Stored data:
########
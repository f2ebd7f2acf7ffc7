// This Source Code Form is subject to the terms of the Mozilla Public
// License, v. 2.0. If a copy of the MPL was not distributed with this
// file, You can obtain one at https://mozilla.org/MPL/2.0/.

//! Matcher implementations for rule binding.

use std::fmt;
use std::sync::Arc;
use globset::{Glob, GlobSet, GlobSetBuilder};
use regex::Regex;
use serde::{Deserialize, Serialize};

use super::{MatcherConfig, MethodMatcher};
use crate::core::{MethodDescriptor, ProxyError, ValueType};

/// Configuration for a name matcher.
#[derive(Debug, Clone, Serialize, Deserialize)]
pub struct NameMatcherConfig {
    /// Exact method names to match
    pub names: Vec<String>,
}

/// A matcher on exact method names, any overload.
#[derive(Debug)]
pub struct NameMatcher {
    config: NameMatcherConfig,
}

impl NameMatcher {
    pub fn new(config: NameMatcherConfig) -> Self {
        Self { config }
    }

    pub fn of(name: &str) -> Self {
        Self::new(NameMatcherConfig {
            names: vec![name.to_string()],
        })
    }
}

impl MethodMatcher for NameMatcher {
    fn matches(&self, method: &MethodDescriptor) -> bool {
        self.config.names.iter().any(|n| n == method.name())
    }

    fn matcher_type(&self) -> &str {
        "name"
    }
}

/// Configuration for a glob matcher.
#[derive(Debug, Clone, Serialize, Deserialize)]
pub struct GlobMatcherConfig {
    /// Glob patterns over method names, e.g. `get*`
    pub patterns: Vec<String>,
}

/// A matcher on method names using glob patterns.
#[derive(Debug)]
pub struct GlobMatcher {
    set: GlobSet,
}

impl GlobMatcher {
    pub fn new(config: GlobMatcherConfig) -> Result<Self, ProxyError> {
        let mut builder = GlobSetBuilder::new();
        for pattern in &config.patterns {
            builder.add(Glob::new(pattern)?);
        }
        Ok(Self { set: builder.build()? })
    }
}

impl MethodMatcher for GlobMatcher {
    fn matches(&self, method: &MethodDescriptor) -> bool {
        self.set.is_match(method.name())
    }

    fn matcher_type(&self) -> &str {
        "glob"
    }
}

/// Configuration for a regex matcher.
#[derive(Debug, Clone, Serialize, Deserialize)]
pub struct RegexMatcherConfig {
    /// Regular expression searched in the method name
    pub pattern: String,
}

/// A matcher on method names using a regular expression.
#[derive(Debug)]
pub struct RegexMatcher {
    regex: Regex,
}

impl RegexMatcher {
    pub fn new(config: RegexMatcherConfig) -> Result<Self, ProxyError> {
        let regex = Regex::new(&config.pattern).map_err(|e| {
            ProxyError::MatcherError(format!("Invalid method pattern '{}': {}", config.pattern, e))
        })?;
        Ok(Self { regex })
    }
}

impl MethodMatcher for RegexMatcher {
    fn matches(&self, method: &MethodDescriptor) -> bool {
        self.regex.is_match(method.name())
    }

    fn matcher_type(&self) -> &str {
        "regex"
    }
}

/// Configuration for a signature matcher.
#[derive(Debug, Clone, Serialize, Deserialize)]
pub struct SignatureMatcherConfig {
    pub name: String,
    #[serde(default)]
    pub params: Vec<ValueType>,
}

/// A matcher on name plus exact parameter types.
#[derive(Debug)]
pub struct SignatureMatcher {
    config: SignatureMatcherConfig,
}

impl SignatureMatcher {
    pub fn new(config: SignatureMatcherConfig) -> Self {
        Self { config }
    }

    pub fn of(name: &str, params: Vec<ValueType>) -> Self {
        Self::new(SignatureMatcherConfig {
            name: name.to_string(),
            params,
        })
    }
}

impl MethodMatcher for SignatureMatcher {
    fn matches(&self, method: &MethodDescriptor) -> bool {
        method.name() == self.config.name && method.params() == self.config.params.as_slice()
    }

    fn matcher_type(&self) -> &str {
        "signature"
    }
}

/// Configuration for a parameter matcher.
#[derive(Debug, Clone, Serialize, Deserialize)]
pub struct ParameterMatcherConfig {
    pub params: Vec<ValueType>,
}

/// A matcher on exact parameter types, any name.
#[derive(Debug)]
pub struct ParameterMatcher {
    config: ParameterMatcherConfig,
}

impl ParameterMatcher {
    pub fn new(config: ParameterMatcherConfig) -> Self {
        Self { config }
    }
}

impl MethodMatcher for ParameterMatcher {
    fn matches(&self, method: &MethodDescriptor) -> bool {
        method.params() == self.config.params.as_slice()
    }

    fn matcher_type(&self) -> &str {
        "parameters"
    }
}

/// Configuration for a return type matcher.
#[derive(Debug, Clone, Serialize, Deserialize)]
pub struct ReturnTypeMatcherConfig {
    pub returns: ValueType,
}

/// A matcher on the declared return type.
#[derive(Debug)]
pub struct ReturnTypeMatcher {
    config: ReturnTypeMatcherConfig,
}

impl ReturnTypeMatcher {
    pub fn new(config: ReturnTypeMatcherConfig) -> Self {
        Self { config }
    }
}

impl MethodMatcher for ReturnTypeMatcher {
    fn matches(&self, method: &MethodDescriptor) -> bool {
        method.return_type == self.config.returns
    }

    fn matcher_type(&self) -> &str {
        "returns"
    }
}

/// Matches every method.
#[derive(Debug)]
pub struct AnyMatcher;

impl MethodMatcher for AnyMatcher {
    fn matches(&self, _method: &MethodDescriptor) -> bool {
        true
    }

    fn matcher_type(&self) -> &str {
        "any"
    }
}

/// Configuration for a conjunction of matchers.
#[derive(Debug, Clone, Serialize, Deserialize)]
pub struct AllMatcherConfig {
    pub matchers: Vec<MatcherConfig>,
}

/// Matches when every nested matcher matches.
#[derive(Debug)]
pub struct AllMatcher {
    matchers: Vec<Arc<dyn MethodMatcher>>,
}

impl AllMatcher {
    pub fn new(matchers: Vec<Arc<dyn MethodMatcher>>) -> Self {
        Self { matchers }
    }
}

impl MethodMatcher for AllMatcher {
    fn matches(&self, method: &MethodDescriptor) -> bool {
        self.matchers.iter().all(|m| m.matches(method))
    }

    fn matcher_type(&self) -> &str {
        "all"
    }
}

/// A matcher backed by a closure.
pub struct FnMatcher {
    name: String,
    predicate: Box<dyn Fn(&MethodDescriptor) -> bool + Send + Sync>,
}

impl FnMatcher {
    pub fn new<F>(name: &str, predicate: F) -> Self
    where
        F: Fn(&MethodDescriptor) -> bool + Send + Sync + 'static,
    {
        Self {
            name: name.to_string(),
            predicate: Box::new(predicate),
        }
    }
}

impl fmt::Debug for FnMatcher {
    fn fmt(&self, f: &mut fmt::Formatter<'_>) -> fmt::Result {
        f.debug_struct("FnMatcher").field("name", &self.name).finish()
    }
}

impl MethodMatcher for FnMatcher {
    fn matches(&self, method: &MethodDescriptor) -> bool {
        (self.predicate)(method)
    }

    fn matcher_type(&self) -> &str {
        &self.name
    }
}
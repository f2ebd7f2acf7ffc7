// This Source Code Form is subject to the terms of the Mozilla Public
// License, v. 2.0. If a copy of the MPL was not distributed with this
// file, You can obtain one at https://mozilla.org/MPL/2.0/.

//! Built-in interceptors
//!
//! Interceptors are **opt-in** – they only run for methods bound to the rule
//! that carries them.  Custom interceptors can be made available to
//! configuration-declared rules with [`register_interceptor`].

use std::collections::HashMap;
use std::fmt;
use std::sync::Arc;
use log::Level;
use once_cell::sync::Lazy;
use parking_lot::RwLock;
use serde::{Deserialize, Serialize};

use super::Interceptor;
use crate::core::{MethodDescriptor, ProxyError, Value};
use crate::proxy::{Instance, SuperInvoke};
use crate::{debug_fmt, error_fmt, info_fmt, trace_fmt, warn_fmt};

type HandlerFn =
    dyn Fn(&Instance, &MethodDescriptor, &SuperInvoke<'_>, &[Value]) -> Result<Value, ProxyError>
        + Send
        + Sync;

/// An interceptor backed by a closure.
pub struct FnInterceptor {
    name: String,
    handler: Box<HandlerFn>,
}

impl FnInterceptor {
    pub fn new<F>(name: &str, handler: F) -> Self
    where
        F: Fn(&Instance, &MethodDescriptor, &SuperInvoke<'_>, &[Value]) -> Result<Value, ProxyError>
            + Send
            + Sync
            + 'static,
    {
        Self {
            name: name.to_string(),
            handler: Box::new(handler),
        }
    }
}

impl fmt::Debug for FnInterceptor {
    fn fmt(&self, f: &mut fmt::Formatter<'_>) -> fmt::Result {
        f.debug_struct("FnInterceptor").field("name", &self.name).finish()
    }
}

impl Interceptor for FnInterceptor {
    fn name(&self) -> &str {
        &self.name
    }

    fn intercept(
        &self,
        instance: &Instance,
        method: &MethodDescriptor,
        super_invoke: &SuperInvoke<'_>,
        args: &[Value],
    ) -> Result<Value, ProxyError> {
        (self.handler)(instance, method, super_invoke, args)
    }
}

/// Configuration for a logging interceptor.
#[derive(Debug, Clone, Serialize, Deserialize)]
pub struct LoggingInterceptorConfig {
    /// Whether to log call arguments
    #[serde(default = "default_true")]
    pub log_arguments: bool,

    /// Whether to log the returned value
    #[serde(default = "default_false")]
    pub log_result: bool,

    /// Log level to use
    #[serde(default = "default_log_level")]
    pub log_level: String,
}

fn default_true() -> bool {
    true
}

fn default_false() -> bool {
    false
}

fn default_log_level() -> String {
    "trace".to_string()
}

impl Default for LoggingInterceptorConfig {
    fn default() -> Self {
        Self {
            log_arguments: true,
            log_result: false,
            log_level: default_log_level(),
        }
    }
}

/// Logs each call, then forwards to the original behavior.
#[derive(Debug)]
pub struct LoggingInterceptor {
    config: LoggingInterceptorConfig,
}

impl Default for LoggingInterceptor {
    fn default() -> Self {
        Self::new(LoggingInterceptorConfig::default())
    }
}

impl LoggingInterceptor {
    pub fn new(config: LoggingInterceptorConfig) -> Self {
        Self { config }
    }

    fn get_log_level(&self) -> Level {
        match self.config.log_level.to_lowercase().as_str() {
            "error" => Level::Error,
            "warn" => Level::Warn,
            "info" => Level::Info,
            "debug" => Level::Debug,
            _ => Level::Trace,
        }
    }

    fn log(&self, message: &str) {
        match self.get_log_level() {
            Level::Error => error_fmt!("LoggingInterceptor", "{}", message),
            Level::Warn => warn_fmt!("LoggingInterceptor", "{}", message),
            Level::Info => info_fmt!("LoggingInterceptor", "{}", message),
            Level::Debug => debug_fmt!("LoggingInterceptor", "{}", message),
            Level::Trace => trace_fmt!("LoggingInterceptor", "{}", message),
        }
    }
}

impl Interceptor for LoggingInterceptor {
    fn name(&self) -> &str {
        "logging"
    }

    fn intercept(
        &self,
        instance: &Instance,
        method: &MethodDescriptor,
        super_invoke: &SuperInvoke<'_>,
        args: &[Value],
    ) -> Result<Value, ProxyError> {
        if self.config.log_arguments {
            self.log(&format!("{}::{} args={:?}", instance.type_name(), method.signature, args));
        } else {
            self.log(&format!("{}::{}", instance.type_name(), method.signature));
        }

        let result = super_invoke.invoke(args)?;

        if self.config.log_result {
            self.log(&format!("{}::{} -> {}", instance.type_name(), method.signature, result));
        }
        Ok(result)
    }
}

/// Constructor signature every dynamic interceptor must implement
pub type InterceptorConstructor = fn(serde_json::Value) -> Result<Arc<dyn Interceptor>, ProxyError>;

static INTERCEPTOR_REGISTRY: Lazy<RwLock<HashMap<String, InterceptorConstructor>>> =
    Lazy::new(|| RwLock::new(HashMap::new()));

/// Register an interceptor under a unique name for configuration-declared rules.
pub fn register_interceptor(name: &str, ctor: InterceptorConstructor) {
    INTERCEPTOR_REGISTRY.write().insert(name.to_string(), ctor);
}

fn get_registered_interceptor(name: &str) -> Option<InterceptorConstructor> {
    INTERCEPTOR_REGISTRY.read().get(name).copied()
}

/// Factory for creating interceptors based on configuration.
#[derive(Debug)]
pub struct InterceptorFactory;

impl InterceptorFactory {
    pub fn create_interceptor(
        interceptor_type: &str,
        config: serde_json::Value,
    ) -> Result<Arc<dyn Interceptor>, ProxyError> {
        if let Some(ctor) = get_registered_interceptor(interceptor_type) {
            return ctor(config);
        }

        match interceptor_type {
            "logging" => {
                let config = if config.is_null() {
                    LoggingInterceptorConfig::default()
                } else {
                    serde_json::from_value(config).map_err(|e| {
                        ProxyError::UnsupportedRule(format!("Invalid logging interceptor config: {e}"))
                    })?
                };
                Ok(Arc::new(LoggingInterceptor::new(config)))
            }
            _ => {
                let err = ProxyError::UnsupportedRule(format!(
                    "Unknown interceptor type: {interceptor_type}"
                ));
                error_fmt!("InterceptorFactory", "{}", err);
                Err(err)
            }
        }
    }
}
########
Your task
Looking at the data above, show all lines where the word "closure" occurs.

Result for this exercise
/// A matcher backed by a closure.
/// An interceptor backed by a closure.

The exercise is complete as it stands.